Monday, 10 November 2014
EPICENTRE THEATRE COMPANY'S 'Twelve Angry Men' dissected by Rhiona
Reginald Rose’s story of Twelve Angry Men is a story of ignorance and prejudice being overcome by courage and conviction. It is a story that challenges our assumptions and delves deep into issues of social justice. The year is 1954. It is summer in New York. It is the juror’s room, where twelve men are to come to a unanimous vote on a man’s life: innocent or guilty?
In the beginning, there is a near unanimous vote with the single exception of juror no.8 who urges the jury to consider an alternative, to question their conclusions. However, Richard Drysdale’s performance in this role seemed tired. To be fair though, most of the men delivered a rather uninspired performance.
With the exception of juror no.3, 9 and 11(Enrico Babic, Tim Hunter, Darrell Hoffman) who all had impassioned and present performances, whenever a juror spoke it lacked impulse; it lacked motivation. It was as though each individual was waiting for their time to speak – anticipating it – rather than reacting to someone else’ argument. For this reason, I think this production is better titled Twelve Slightly Agitated Men. They were overheated and tired, but not passionate about their points of view.

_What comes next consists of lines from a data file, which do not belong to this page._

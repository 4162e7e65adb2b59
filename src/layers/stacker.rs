//! Joins the layers into one unified entity per equipment record.
//!
//! Pure and synchronous. Lookup maps are built once per secondary layer so
//! that re-attaching against a stable map (only the base layer changed)
//! stays O(n).

use serde::{Serialize, Serializer};
use std::collections::HashMap;

use super::types::{EquipmentRecord, PanelRecord, PartnerRecord};

/// An equipment record plus its optional layer attachments.
///
/// Attachment presence is the only source of truth for the `_has*` flags,
/// so a flag can never disagree with its payload.
#[derive(Debug, Clone, PartialEq)]
pub struct UnifiedEntity {
  pub record: EquipmentRecord,
  pub panel: Option<PanelRecord>,
  pub partner: Option<PartnerRecord>,
}

impl UnifiedEntity {
  pub fn bare(record: EquipmentRecord) -> Self {
    Self {
      record,
      panel: None,
      partner: None,
    }
  }

  pub fn id(&self) -> Option<&str> {
    self.record.electro_id.as_deref()
  }

  pub fn has_panel_data(&self) -> bool {
    self.panel.is_some()
  }

  pub fn has_abrigo_amigo(&self) -> bool {
    self.partner.is_some()
  }
}

impl AsRef<EquipmentRecord> for UnifiedEntity {
  fn as_ref(&self) -> &EquipmentRecord {
    &self.record
  }
}

impl AsRef<EquipmentRecord> for EquipmentRecord {
  fn as_ref(&self) -> &EquipmentRecord {
    self
  }
}

/// Flattened JSON shape consumed by the presentation layer.
#[derive(Serialize)]
struct UnifiedEntityView<'a> {
  #[serde(flatten)]
  record: &'a EquipmentRecord,
  #[serde(rename = "_hasPanelData")]
  has_panel_data: bool,
  #[serde(rename = "_panelData", skip_serializing_if = "Option::is_none")]
  panel_data: Option<&'a PanelRecord>,
  #[serde(rename = "_hasAbrigoAmigo")]
  has_abrigo_amigo: bool,
  #[serde(rename = "_abrigoAmigoData", skip_serializing_if = "Option::is_none")]
  abrigo_amigo_data: Option<&'a PartnerRecord>,
}

impl Serialize for UnifiedEntity {
  fn serialize<S: Serializer>(&self, serializer: S) -> Result<S::Ok, S::Error> {
    UnifiedEntityView {
      record: &self.record,
      has_panel_data: self.has_panel_data(),
      panel_data: self.panel.as_ref(),
      has_abrigo_amigo: self.has_abrigo_amigo(),
      abrigo_amigo_data: self.partner.as_ref(),
    }
    .serialize(serializer)
  }
}

/// Panel lookup keyed by `electroId`. Later records win on duplicate keys.
#[derive(Debug, Clone, Default)]
pub struct PanelMap {
  by_id: HashMap<String, PanelRecord>,
}

impl PanelMap {
  pub fn build(panels: &[PanelRecord]) -> Self {
    let by_id = panels
      .iter()
      .filter_map(|p| Some((p.electro_id.clone()?, p.clone())))
      .collect();
    Self { by_id }
  }

  pub fn get(&self, electro_id: &str) -> Option<&PanelRecord> {
    self.by_id.get(electro_id)
  }

  pub fn len(&self) -> usize {
    self.by_id.len()
  }

  pub fn is_empty(&self) -> bool {
    self.by_id.is_empty()
  }
}

/// Partner lookup keyed by `stopId`, holding enabled records only.
#[derive(Debug, Clone, Default)]
pub struct PartnerMap {
  by_stop: HashMap<String, PartnerRecord>,
}

impl PartnerMap {
  pub fn build(partners: &[PartnerRecord]) -> Self {
    let by_stop = partners
      .iter()
      .filter(|p| p.enabled)
      .filter_map(|p| Some((p.stop_id.clone()?, p.clone())))
      .collect();
    Self { by_stop }
  }

  pub fn get(&self, stop_id: &str) -> Option<&PartnerRecord> {
    self.by_stop.get(stop_id)
  }

  pub fn len(&self) -> usize {
    self.by_stop.len()
  }

  pub fn is_empty(&self) -> bool {
    self.by_stop.is_empty()
  }
}

/// Attach both layers to every base record using prebuilt maps.
///
/// Records without an `electroId` are orphans: they stay in the output but
/// take part in no join.
pub fn batch_attach<R: AsRef<EquipmentRecord>>(
  base: &[R],
  panels: &PanelMap,
  partners: &PartnerMap,
) -> Vec<UnifiedEntity> {
  base
    .iter()
    .map(|r| {
      let record = r.as_ref();
      let Some(id) = record.electro_id.as_deref() else {
        return UnifiedEntity::bare(record.clone());
      };
      let partner = record
        .stop_id
        .as_deref()
        .and_then(|stop| partners.get(stop))
        .cloned();
      UnifiedEntity {
        record: record.clone(),
        panel: panels.get(id).cloned(),
        partner,
      }
    })
    .collect()
}

/// Build the lookup maps and join in one go.
pub fn stack_layers<R: AsRef<EquipmentRecord>>(
  base: &[R],
  panels: &[PanelRecord],
  partners: &[PartnerRecord],
) -> Vec<UnifiedEntity> {
  batch_attach(base, &PanelMap::build(panels), &PartnerMap::build(partners))
}

#[cfg(test)]
mod tests {
  use super::*;
  use crate::layers::types::PartnerClient;

  fn equipment(id: Option<&str>, stop: Option<&str>) -> EquipmentRecord {
    EquipmentRecord {
      electro_id: id.map(String::from),
      stop_id: stop.map(String::from),
      ..Default::default()
    }
  }

  fn panel(id: &str, total: u32) -> PanelRecord {
    PanelRecord {
      electro_id: Some(id.to_string()),
      has_digital: true,
      total_panels: total,
      ..Default::default()
    }
  }

  fn partner(stop: &str, enabled: bool) -> PartnerRecord {
    PartnerRecord {
      stop_id: Some(stop.to_string()),
      enabled,
      client: PartnerClient::Claro,
    }
  }

  #[test]
  fn test_flags_always_match_attachments() {
    let main = vec![
      equipment(Some("E1"), Some("S1")),
      equipment(Some("E2"), Some("S2")),
      equipment(None, Some("S1")),
    ];
    let unified = stack_layers(&main, &[panel("E1", 1)], &[partner("S1", true)]);

    for entity in &unified {
      assert_eq!(entity.has_panel_data(), entity.panel.is_some());
      let json = serde_json::to_value(entity).unwrap();
      assert_eq!(json["_hasPanelData"].as_bool().unwrap(), !json["_panelData"].is_null());
      assert_eq!(
        json["_hasAbrigoAmigo"].as_bool().unwrap(),
        !json["_abrigoAmigoData"].is_null()
      );
    }
    assert!(unified[0].has_panel_data() && unified[0].has_abrigo_amigo());
    assert!(!unified[1].has_panel_data() && !unified[1].has_abrigo_amigo());
  }

  #[test]
  fn test_orphans_are_kept_but_never_joined() {
    let main = vec![equipment(None, Some("S1"))];
    let unified = stack_layers(&main, &[panel("E1", 1)], &[partner("S1", true)]);
    assert_eq!(unified.len(), 1);
    assert!(!unified[0].has_abrigo_amigo());
    assert!(!unified[0].has_panel_data());
  }

  #[test]
  fn test_restacking_is_idempotent() {
    let main = vec![equipment(Some("E1"), None), equipment(Some("E2"), None)];
    let panels = vec![panel("E1", 3)];

    let once = stack_layers(&main, &panels, &[]);
    let twice = stack_layers(&once, &panels, &[]);

    assert_eq!(once, twice);
  }

  #[test]
  fn test_duplicate_keys_last_record_wins() {
    let main = vec![equipment(Some("E1"), None)];
    let panels = vec![panel("E1", 1), panel("E1", 7)];
    let unified = stack_layers(&main, &panels, &[]);
    assert_eq!(unified[0].panel.as_ref().unwrap().total_panels, 7);

    let reversed: Vec<_> = panels.into_iter().rev().collect();
    let unified = stack_layers(&main, &reversed, &[]);
    assert_eq!(unified[0].panel.as_ref().unwrap().total_panels, 1);
  }

  #[test]
  fn test_disabled_partners_are_absent() {
    let main = vec![equipment(Some("E1"), Some("S1")), equipment(Some("E2"), Some("S2"))];
    let partners = vec![partner("S1", false), partner("S2", true), partner("S2", false)];
    let map = PartnerMap::build(&partners);
    assert_eq!(map.len(), 1);
    assert!(map.get("S1").is_none());

    let unified = batch_attach(&main, &PanelMap::default(), &map);
    assert!(!unified[0].has_abrigo_amigo());
    assert!(unified[1].has_abrigo_amigo());
  }

  #[test]
  fn test_prebuilt_maps_match_one_shot_stacking() {
    let main = vec![equipment(Some("E1"), Some("S1")), equipment(Some("E2"), Some("S9"))];
    let panels = vec![panel("E2", 2)];
    let partners = vec![partner("S1", true)];

    let panel_map = PanelMap::build(&panels);
    let partner_map = PartnerMap::build(&partners);
    assert_eq!(panel_map.len(), 1);
    assert_eq!(partner_map.len(), 1);

    assert_eq!(
      batch_attach(&main, &panel_map, &partner_map),
      stack_layers(&main, &panels, &partners)
    );
  }
}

So the characterisation seemed unanimous: they all seemed disgruntled. But that was about the only thing they all agreed on. We had accents from Sydney to San Antonio and suits from the 40s to today. Either/or would have been fine – it would be interesting to see a contemporary Australian adaptation of this play – but if your sole intention is to recreate the film, then you are going to encounter some problems. Especially, when not all of the cast can maintain an American accent.
These discrepancies were not only jarring in terms of cohesion, but it also meant the argument existed in a disputed time and place, which ultimately undermined the fundamental tension in the script. It felt unsettled for the wrong reasons.

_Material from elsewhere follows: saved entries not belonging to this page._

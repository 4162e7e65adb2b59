//! Marker derivation: the minimal geospatial projection of a unified entity.
//!
//! `Marker::from_entity` is the single derivation used both by the
//! background preparer and by the synchronous fallback when the marker
//! cache misses.

use serde::{Deserialize, Serialize};
use sha2::{Digest, Sha256};
use tracing::debug;

use crate::layers::{Coordinate, UnifiedEntity};

/// How many leading ids feed the dataset fingerprint.
pub const FINGERPRINT_SAMPLE: usize = 5;

#[derive(Debug, Clone, PartialEq, Serialize, Deserialize)]
#[serde(rename_all = "camelCase")]
pub struct Marker {
  pub id: String,
  pub lat: f64,
  pub lng: f64,
  #[serde(default, skip_serializing_if = "Option::is_none")]
  pub stop_id: Option<String>,
  #[serde(default, skip_serializing_if = "Option::is_none")]
  pub address: Option<String>,
  #[serde(default, skip_serializing_if = "Option::is_none")]
  pub neighborhood: Option<String>,
  #[serde(default, skip_serializing_if = "Option::is_none")]
  pub area: Option<String>,
  #[serde(default, skip_serializing_if = "Option::is_none")]
  pub status: Option<String>,
  #[serde(default, skip_serializing_if = "Option::is_none")]
  pub model: Option<String>,
  #[serde(default, skip_serializing_if = "Option::is_none")]
  pub partner_client: Option<String>,
  pub has_digital: bool,
  pub has_static: bool,
  pub has_abrigo_amigo: bool,
}

impl Marker {
  /// Project an entity onto a marker.
  ///
  /// None for orphans and for records without usable coordinates.
  pub fn from_entity(entity: &UnifiedEntity) -> Option<Self> {
    let id = entity.id()?;
    let record = &entity.record;
    let (lat, lng) = parse_position(record.latitude.as_ref(), record.longitude.as_ref())?;

    // Panel layer first, then the base record's own flags.
    let has_digital = entity
      .panel
      .as_ref()
      .map_or_else(|| record.flag("hasDigital"), |p| p.digital_present());
    let has_static = entity
      .panel
      .as_ref()
      .map_or_else(|| record.flag("hasStatic"), |p| p.static_present());

    Some(Self {
      id: id.to_string(),
      lat,
      lng,
      stop_id: record.stop_id.clone(),
      address: record.address.clone(),
      neighborhood: record.neighborhood.clone(),
      area: record.area.clone(),
      status: record.status.clone(),
      model: record.model.clone(),
      partner_client: entity
        .partner
        .as_ref()
        .map(|p| p.client.as_str().to_string())
        .filter(|c| !c.is_empty()),
      has_digital,
      has_static,
      has_abrigo_amigo: entity.has_abrigo_amigo(),
    })
  }
}

/// Validate a latitude/longitude pair.
///
/// Rejects missing or non-numeric values, out-of-range values and the
/// `(0, 0)` placeholder.
pub fn parse_position(lat: Option<&Coordinate>, lng: Option<&Coordinate>) -> Option<(f64, f64)> {
  let lat = lat?.value()?;
  let lng = lng?.value()?;

  if !(-90.0..=90.0).contains(&lat) || !(-180.0..=180.0).contains(&lng) {
    return None;
  }
  if lat == 0.0 && lng == 0.0 {
    return None;
  }
  Some((lat, lng))
}

/// Cheap fingerprint of a dataset: record count plus the first few ids.
///
/// Not collision resistant; a match only means "probably unchanged".
pub fn generate_hash<S: AsRef<str>>(count: usize, sample_ids: &[S]) -> String {
  let sample: Vec<&str> = sample_ids
    .iter()
    .take(FINGERPRINT_SAMPLE)
    .map(AsRef::as_ref)
    .collect();

  let mut hasher = Sha256::new();
  hasher.update(format!("{}:{}", count, sample.join(",")).as_bytes());
  hex::encode(&hasher.finalize()[..8])
}

/// Fingerprint of a unified dataset.
pub fn dataset_fingerprint(entities: &[UnifiedEntity]) -> String {
  let ids: Vec<&str> = entities
    .iter()
    .filter_map(UnifiedEntity::id)
    .take(FINGERPRINT_SAMPLE)
    .collect();
  generate_hash(entities.len(), &ids)
}

/// Derive markers synchronously. Used when the marker cache misses and the
/// caller cannot wait for the cooperative preparer.
pub fn derive_markers(entities: &[UnifiedEntity]) -> Vec<Marker> {
  entities.iter().filter_map(Marker::from_entity).collect()
}

/// Derive markers in batches, yielding to the scheduler between batches so
/// long scans never hold the executor.
pub async fn prepare_markers(entities: &[UnifiedEntity], batch_size: usize) -> Vec<Marker> {
  let batch_size = batch_size.max(1);
  let mut markers = Vec::with_capacity(entities.len());

  for (i, batch) in entities.chunks(batch_size).enumerate() {
    if i > 0 {
      tokio::task::yield_now().await;
    }
    markers.extend(batch.iter().filter_map(Marker::from_entity));
  }

  debug!(
    markers = markers.len(),
    skipped = entities.len() - markers.len(),
    "Prepared map markers"
  );
  markers
}

#[cfg(test)]
mod tests {
  use super::*;
  use crate::layers::{stack_layers, EquipmentRecord, PanelRecord, PartnerRecord};

  fn located(id: &str, lat: Coordinate, lng: Coordinate) -> EquipmentRecord {
    EquipmentRecord {
      electro_id: Some(id.to_string()),
      stop_id: Some(format!("S-{id}")),
      latitude: Some(lat),
      longitude: Some(lng),
      ..Default::default()
    }
  }

  #[test]
  fn test_hash_is_deterministic() {
    let ids = ["A001", "A002", "A003", "A004", "A005"];
    assert_eq!(generate_hash(12000, &ids), generate_hash(12000, &ids));
    assert_ne!(generate_hash(12000, &ids), generate_hash(12001, &ids));
  }

  #[test]
  fn test_hash_only_samples_first_five_ids() {
    let a = ["A001", "A002", "A003", "A004", "A005", "A006"];
    let b = ["A001", "A002", "A003", "A004", "A005", "Z999"];
    assert_eq!(generate_hash(12000, &a), generate_hash(12000, &b));

    let c = ["A001", "A002", "A003", "A004", "Z999"];
    assert_ne!(generate_hash(12000, &a), generate_hash(12000, &c));
  }

  #[test]
  fn test_invalid_coordinates_are_skipped() {
    let main = vec![
      located("E1", Coordinate::Number(-23.55), Coordinate::Text("-46,63".into())),
      located("E2", Coordinate::Text("N/A".into()), Coordinate::Number(-46.6)),
      located("E3", Coordinate::Number(0.0), Coordinate::Number(0.0)),
      located("E4", Coordinate::Number(123.0), Coordinate::Number(-46.6)),
      EquipmentRecord {
        electro_id: Some("E5".into()),
        ..Default::default()
      },
      EquipmentRecord {
        latitude: Some(Coordinate::Number(-23.5)),
        longitude: Some(Coordinate::Number(-46.6)),
        ..Default::default()
      },
    ];
    let markers = derive_markers(&stack_layers(&main, &[], &[]));

    assert_eq!(markers.len(), 1);
    assert_eq!(markers[0].id, "E1");
    assert_eq!(markers[0].lng, -46.63);
  }

  #[test]
  fn test_feature_flags_prefer_panel_layer() {
    let mut base = located("E1", Coordinate::Number(-23.5), Coordinate::Number(-46.6));
    base
      .extra
      .insert("hasStatic".into(), serde_json::Value::Bool(true));
    let mut bare = located("E2", Coordinate::Number(-23.5), Coordinate::Number(-46.6));
    bare
      .extra
      .insert("hasStatic".into(), serde_json::Value::Bool(true));

    let panels = vec![PanelRecord {
      electro_id: Some("E1".into()),
      has_digital: true,
      ..Default::default()
    }];
    let partners = vec![PartnerRecord {
      stop_id: Some("S-E1".into()),
      enabled: true,
      client: "claro".into(),
    }];
    let markers = derive_markers(&stack_layers(&[base, bare], &panels, &partners));

    assert!(markers[0].has_digital && !markers[0].has_static && markers[0].has_abrigo_amigo);
    assert_eq!(markers[0].partner_client.as_deref(), Some("claro"));
    assert!(!markers[1].has_digital && markers[1].has_static && !markers[1].has_abrigo_amigo);
  }

  #[tokio::test]
  async fn test_batched_preparation_matches_direct_derivation() {
    let main: Vec<_> = (0..25)
      .map(|i| {
        located(
          &format!("E{i}"),
          Coordinate::Number(-23.0 - f64::from(i) / 100.0),
          Coordinate::Number(-46.0),
        )
      })
      .collect();
    let entities = stack_layers(&main, &[], &[]);

    let batched = prepare_markers(&entities, 4).await;

    assert_eq!(batched, derive_markers(&entities));
    assert_eq!(batched.len(), 25);
  }
}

Set designer George Cartledge went for a traditional approach, which was comfortable and familiar. However, the angle of the table lost half the jury’s faces, and seemed to be on the diagonal to “create interest”. It complicated the set and, had it been perpendicular to the audience, it would have visually supported the polarization suggested in the script.
Moreover, although in theatre you don’t have the luxury of different camera angles and close ups, one has to trust that the writing will speak for itself in this regard. The different points of view, the different arguments will suffice. They will create interest. Director Tonya Grelis seemed to be under the presumption that the piece sits down when you sit down, which in itself is a valid idea, but is to be taken with a grain of salt in a play that is performed around a table. Although some movement is granted, even indicated in the script, too much can be distracting and seems unnecessary.
Ultimately, the production felt like it papier mached the play. It seemed to be tapping on the shell of Rose’s writing, but never really pierced through to the core. It didn’t discover the catalyst for each line, the moments of impact that lead to each argument, the source of prejudice within each individual.